Erano già disperatamente in ritardo. Avevano ascoltato alla disturbata radio di bordo come l'insurrezione che avrebbero dovuto avviare fosse iniziata senza di loro a Santiago de Cuba per estinguersi rapidamente. Mentre i compagni venivano arrestati o assassinati, loro erano rimasti in alto mare per due giorni.

"Qui!"

La voce di Roque era svanita quasi completamente e molti degli uomini cominciavano a farsi prendere dal panico. Stava andando tutto storto e ancora non avevano sparato neppure un colpo. Tutti quegli uomini avevano giurato di dare tutto, compresa la vita. A quello si erano esercitati, in Messico, agli ordini del vecchio colonnello spagnolo che li aveva addestrati a maneggiare un fucile e a marciare per giorni senza lamentarsi. A quello si erano preparati quando caricavano armi e munizioni sullo yacht mangiato dai vermi che l'ex proprietario americano aveva affettuosamente battezzato Granma, nonna. Su quello si erano concentrati mentre si tenevano lo stomaco e chinavano la testa nei secchi quando i venti di El Norte, a quaranta nodi, scuotevano la loro barchetta sbattendola come un giocattolo da un'onda alla successiva, per gran parte del tragitto dal Messico. Ora, con le ginocchia molli e puzzolenti di vomito e carburante, non erano preparati all'idea che uno di loro morisse senza aver combattuto.

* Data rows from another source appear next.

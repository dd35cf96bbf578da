//! Schema containers and the operations that work across whole tables:
//! SQL text normalization and dependency-ordered traversal.

use serde::{Deserialize, Serialize};
use std::collections::{BTreeSet, VecDeque};

use crate::error::{Result, SchemaError};
use crate::record::{ColumnRecord, ForeignKeyRecord, IndexOrigin, IndexRecord};

/// One table's parsed or introspected schema.
#[derive(Debug, Clone, Default, PartialEq, Eq, Serialize, Deserialize)]
pub struct TableSchema {
    /// Table name with its declared casing.
    pub name: String,
    /// Columns in declaration order.
    pub columns: Vec<ColumnRecord>,
    /// Foreign key records, one per column pair.
    pub foreign_keys: Vec<ForeignKeyRecord>,
    /// Autoindices, CHECK constraints and explicit indexes.
    pub indices: Vec<IndexRecord>,
    /// Normalized `CREATE TABLE` statement.
    pub create_sql: String,
    /// Normalized `CREATE INDEX` statements for the explicit indexes.
    pub index_sql: Vec<String>,
}

impl TableSchema {
    /// An empty table schema with the given name.
    #[must_use]
    pub fn new(name: impl Into<String>) -> Self {
        Self {
            name: name.into(),
            ..Self::default()
        }
    }

    /// Looks up a column by name, ignoring case.
    #[must_use]
    pub fn column(&self, name: &str) -> Option<&ColumnRecord> {
        self.columns
            .iter()
            .find(|c| c.name.eq_ignore_ascii_case(name))
    }

    /// Looks up a column whose `[FORMERLY ...]` names include `name`.
    #[must_use]
    pub fn column_by_former_name(&self, name: &str) -> Option<&ColumnRecord> {
        let lower = name.to_lowercase();
        self.columns
            .iter()
            .find(|c| c.former_names.contains(&lower))
    }

    /// Column names in declaration order.
    #[must_use]
    pub fn column_names(&self) -> Vec<&str> {
        self.columns.iter().map(|c| c.name.as_str()).collect()
    }

    /// Lowercased names of tables this table references.
    #[must_use]
    pub fn referenced_tables(&self) -> BTreeSet<String> {
        self.foreign_keys
            .iter()
            .map(|fk| fk.table.to_lowercase())
            .collect()
    }

    /// The explicit `CREATE INDEX` records.
    pub fn explicit_indexes(&self) -> impl Iterator<Item = &IndexRecord> {
        self.indices
            .iter()
            .filter(|i| i.origin == IndexOrigin::ExplicitIndex)
    }

    /// The constraint-backed records: primary key and unique autoindices
    /// plus CHECK constraints.
    pub fn constraint_records(&self) -> impl Iterator<Item = &IndexRecord> {
        self.indices
            .iter()
            .filter(|i| i.origin != IndexOrigin::ExplicitIndex)
    }
}

/// A whole database schema, keyed by lowercased table name.
///
/// Lookups ignore case because SQLite table names do; the display casing is
/// kept on each [`TableSchema`].
#[derive(Debug, Clone, Default, PartialEq, Eq, Serialize, Deserialize)]
pub struct DatabaseSchema {
    tables: std::collections::BTreeMap<String, TableSchema>,
}

impl DatabaseSchema {
    /// An empty schema.
    #[must_use]
    pub fn new() -> Self {
        Self::default()
    }

    /// Adds a table.
    ///
    /// # Errors
    ///
    /// Returns [`SchemaError::DuplicateTable`] when a table with the same
    /// name (ignoring case) is already present.
    pub fn insert(&mut self, table: TableSchema) -> Result<()> {
        let key = table.name.to_lowercase();
        if self.tables.contains_key(&key) {
            return Err(SchemaError::DuplicateTable(table.name));
        }
        self.tables.insert(key, table);
        Ok(())
    }

    /// Looks up a table by name, ignoring case.
    #[must_use]
    pub fn get(&self, name: &str) -> Option<&TableSchema> {
        self.tables.get(&name.to_lowercase())
    }

    /// True when the named table exists, ignoring case.
    #[must_use]
    pub fn contains(&self, name: &str) -> bool {
        self.tables.contains_key(&name.to_lowercase())
    }

    /// Iterates tables in name order.
    pub fn tables(&self) -> impl Iterator<Item = &TableSchema> {
        self.tables.values()
    }

    /// Display names of all tables, in name order.
    #[must_use]
    pub fn table_names(&self) -> Vec<&str> {
        self.tables.values().map(|t| t.name.as_str()).collect()
    }

    /// Number of tables.
    #[must_use]
    pub fn len(&self) -> usize {
        self.tables.len()
    }

    /// True when the schema has no tables.
    #[must_use]
    pub fn is_empty(&self) -> bool {
        self.tables.is_empty()
    }
}

/// Normalizes `CREATE TABLE` / `CREATE INDEX` text for comparison:
/// whitespace runs become single spaces, spaces around `,` `(` `)` are
/// dropped, `TEMP`/`TEMPORARY` and `IF NOT EXISTS` are removed, and the
/// created object's name loses any schema qualifier. Quoted strings are
/// left untouched.
#[must_use]
pub fn normalize_sql(sql: &str) -> String {
    let squeezed = squeeze_sql(sql);
    strip_create_noise(&squeezed)
}

fn squeeze_sql(sql: &str) -> String {
    let mut out = String::with_capacity(sql.len());
    let mut in_quote = false;
    let mut pending_space = false;
    for c in sql.trim().chars() {
        if in_quote {
            out.push(c);
            if c == '\'' {
                in_quote = false;
            }
            continue;
        }
        match c {
            '\'' => {
                if pending_space && !out.is_empty() {
                    out.push(' ');
                }
                pending_space = false;
                in_quote = true;
                out.push(c);
            }
            c if c.is_whitespace() => pending_space = true,
            ',' | '(' | ')' => {
                // Delimiters absorb surrounding whitespace.
                pending_space = false;
                out.push(c);
            }
            _ => {
                if pending_space
                    && !out.is_empty()
                    && !matches!(out.chars().last(), Some(',' | '(' | ')'))
                {
                    out.push(' ');
                }
                pending_space = false;
                out.push(c);
            }
        }
    }
    out
}

fn strip_create_noise(sql: &str) -> String {
    let Some(body_start) = sql.find('(') else {
        return sql.to_owned();
    };
    let head = &sql[..body_start];
    let body = &sql[body_start..];
    let mut words: Vec<&str> = head.split(' ').filter(|w| !w.is_empty()).collect();
    words.retain(|w| !(w.eq_ignore_ascii_case("TEMP") || w.eq_ignore_ascii_case("TEMPORARY")));
    // Drop an IF NOT EXISTS triple wherever it appears in the head.
    if let Some(i) = words.windows(3).position(|w| {
        w[0].eq_ignore_ascii_case("IF")
            && w[1].eq_ignore_ascii_case("NOT")
            && w[2].eq_ignore_ascii_case("EXISTS")
    }) {
        words.drain(i..i + 3);
    }
    let mut out: Vec<String> = Vec::with_capacity(words.len());
    let mut strip_qualifier = false;
    for w in words {
        let mut word = w.to_owned();
        if strip_qualifier {
            if let Some(dot) = word.rfind('.') {
                word = word[dot + 1..].to_owned();
            }
            strip_qualifier = false;
        }
        if word.eq_ignore_ascii_case("TABLE") || word.eq_ignore_ascii_case("INDEX") {
            strip_qualifier = true;
        }
        out.push(word);
    }
    format!("{}{}", out.join(" "), body)
}

/// Splits SQL text at commas that sit outside parentheses and quoted
/// strings. Used to carve a `CREATE TABLE` body into its column and
/// constraint segments.
#[must_use]
pub fn split_top_level_commas(text: &str) -> Vec<String> {
    let mut parts = Vec::new();
    let mut current = String::new();
    let mut depth = 0_usize;
    let mut in_quote = false;
    for c in text.chars() {
        if in_quote {
            current.push(c);
            if c == '\'' {
                in_quote = false;
            }
            continue;
        }
        match c {
            '\'' => {
                in_quote = true;
                current.push(c);
            }
            '(' => {
                depth += 1;
                current.push(c);
            }
            ')' => {
                depth = depth.saturating_sub(1);
                current.push(c);
            }
            ',' if depth == 0 => {
                parts.push(current.trim().to_owned());
                current.clear();
            }
            _ => current.push(c),
        }
    }
    if !current.trim().is_empty() {
        parts.push(current.trim().to_owned());
    }
    parts
}

/// Orders tables so every foreign-key parent comes before its children.
///
/// Tables in `ignore` (lowercased names) count as already present, as does
/// a self reference. Repeatedly sweeps the remaining tables; a full sweep
/// with no progress means the references cannot be satisfied.
///
/// # Errors
///
/// Returns [`SchemaError::DependencyCycle`] naming the tables that could
/// not be placed.
pub fn dependency_order<'a>(
    schema: &'a DatabaseSchema,
    ignore: &BTreeSet<String>,
) -> Result<Vec<&'a TableSchema>> {
    let mut pending: VecDeque<&TableSchema> = schema.tables().collect();
    let mut placed: BTreeSet<String> = ignore.iter().map(|n| n.to_lowercase()).collect();
    let mut ordered = Vec::with_capacity(pending.len());
    let mut since_progress = 0;
    while let Some(table) = pending.pop_front() {
        let key = table.name.to_lowercase();
        let ready = table
            .referenced_tables()
            .iter()
            .all(|parent| *parent == key || placed.contains(parent));
        if ready {
            placed.insert(key);
            ordered.push(table);
            since_progress = 0;
        } else {
            pending.push_back(table);
            since_progress += 1;
            if since_progress > pending.len() {
                let stuck = pending.iter().map(|t| t.name.clone()).collect();
                return Err(SchemaError::DependencyCycle { stuck });
            }
        }
    }
    Ok(ordered)
}

#[cfg(test)]
mod tests {
    use super::*;
    use crate::record::FkAction;

    fn table_with_fk(name: &str, parents: &[&str]) -> TableSchema {
        let mut t = TableSchema::new(name);
        for (i, p) in parents.iter().enumerate() {
            let mut fk = ForeignKeyRecord::new(*p, format!("{p}Id"));
            fk.id = i64::try_from(i).unwrap();
            fk.on_delete = FkAction::Cascade;
            t.foreign_keys.push(fk);
        }
        t
    }

    #[test]
    fn normalize_collapses_and_strips() {
        assert_eq!(
            normalize_sql("CREATE TABLE  IF NOT EXISTS  main.T (\n  A INTEGER ,  B TEXT )"),
            "CREATE TABLE T(A INTEGER,B TEXT)"
        );
        assert_eq!(
            normalize_sql("create temporary table T(A)"),
            "create table T(A)"
        );
        assert_eq!(
            normalize_sql("CREATE UNIQUE INDEX main.idx ON T ( A , B )"),
            "CREATE UNIQUE INDEX idx ON T(A,B)"
        );
    }

    #[test]
    fn normalize_preserves_quoted_text() {
        assert_eq!(
            normalize_sql("CREATE TABLE T(A TEXT DEFAULT 'two  spaces, (ok)')"),
            "CREATE TABLE T(A TEXT DEFAULT 'two  spaces, (ok)')"
        );
    }

    #[test]
    fn top_level_comma_split_respects_nesting() {
        let body = "A INTEGER,B TEXT DEFAULT 'a,b',PRIMARY KEY(A,B),CHECK (X IN (1, 2))";
        assert_eq!(
            split_top_level_commas(body),
            vec![
                "A INTEGER".to_owned(),
                "B TEXT DEFAULT 'a,b'".to_owned(),
                "PRIMARY KEY(A,B)".to_owned(),
                "CHECK (X IN (1, 2))".to_owned(),
            ]
        );
    }

    #[test]
    fn case_insensitive_lookups() {
        let mut schema = DatabaseSchema::new();
        schema.insert(TableSchema::new("Players")).unwrap();
        assert!(schema.get("players").is_some());
        assert!(schema.get("PLAYERS").is_some());
        assert!(schema.contains("pLaYeRs"));

        let dup = schema.insert(TableSchema::new("PLAYERS"));
        assert!(matches!(dup, Err(SchemaError::DuplicateTable(_))));
    }

    #[test]
    fn dependency_order_places_parents_first() {
        let mut schema = DatabaseSchema::new();
        // Alphabetical order would try Bills before Users.
        schema.insert(table_with_fk("Bills", &["Users"])).unwrap();
        schema
            .insert(table_with_fk("Audits", &["Bills", "Users"]))
            .unwrap();
        schema.insert(table_with_fk("Users", &[])).unwrap();

        let order = dependency_order(&schema, &BTreeSet::new()).unwrap();
        let names: Vec<&str> = order.iter().map(|t| t.name.as_str()).collect();
        let pos = |n: &str| names.iter().position(|x| *x == n).unwrap();
        assert!(pos("Users") < pos("Bills"));
        assert!(pos("Bills") < pos("Audits"));
    }

    #[test]
    fn self_reference_is_allowed() {
        let mut schema = DatabaseSchema::new();
        schema
            .insert(table_with_fk("Employees", &["Employees"]))
            .unwrap();
        let order = dependency_order(&schema, &BTreeSet::new()).unwrap();
        assert_eq!(order.len(), 1);
    }

    #[test]
    fn unresolvable_references_name_the_stuck_tables() {
        let mut schema = DatabaseSchema::new();
        schema.insert(table_with_fk("A", &["B"])).unwrap();
        schema.insert(table_with_fk("B", &["A"])).unwrap();
        schema.insert(table_with_fk("C", &[])).unwrap();

        let err = dependency_order(&schema, &BTreeSet::new()).unwrap_err();
        match err {
            SchemaError::DependencyCycle { stuck } => {
                assert!(stuck.contains(&"A".to_owned()));
                assert!(stuck.contains(&"B".to_owned()));
                assert!(!stuck.contains(&"C".to_owned()));
            }
            other => panic!("unexpected error {other:?}"),
        }
    }

    #[test]
    fn ignored_parents_count_as_placed() {
        let mut schema = DatabaseSchema::new();
        schema.insert(table_with_fk("Scores", &["Players"])).unwrap();
        let ignore: BTreeSet<String> = ["players".to_owned()].into();
        let order = dependency_order(&schema, &ignore).unwrap();
        assert_eq!(order.len(), 1);
    }
}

Erano passati quarantacinque minuti, ognuno dei quali aveva contribuito a rafforzare il tremendo pensiero che la missione stessa, così come Roque, fosse condannata. Poi, quando ormai temevano di doverselo lasciare alle spalle, il comandante ordinò di accendere il riflettore, anche se ciò avrebbe rivelato la loro posizione. Sentirono di nuovo la voce di Roque, molto più debole, e più impaurita che pressante.

"Qui!"

Mejiàs, il pilota, fu il primo a individuarlo e poi molti altri si diedero da fare per ripescarlo. Lo tirarono a bordo, grondante acqua gelida e paura. Ancora una volta, a quel che sembrava, la sfortuna aveva minacciato la loro missione dimenticata da Dio, ma erano riusciti a evitare il disastro. Guardarono il loro jefe per essere rassicurati. Fidel Castro appariva sempre risoluto e così andarono avanti.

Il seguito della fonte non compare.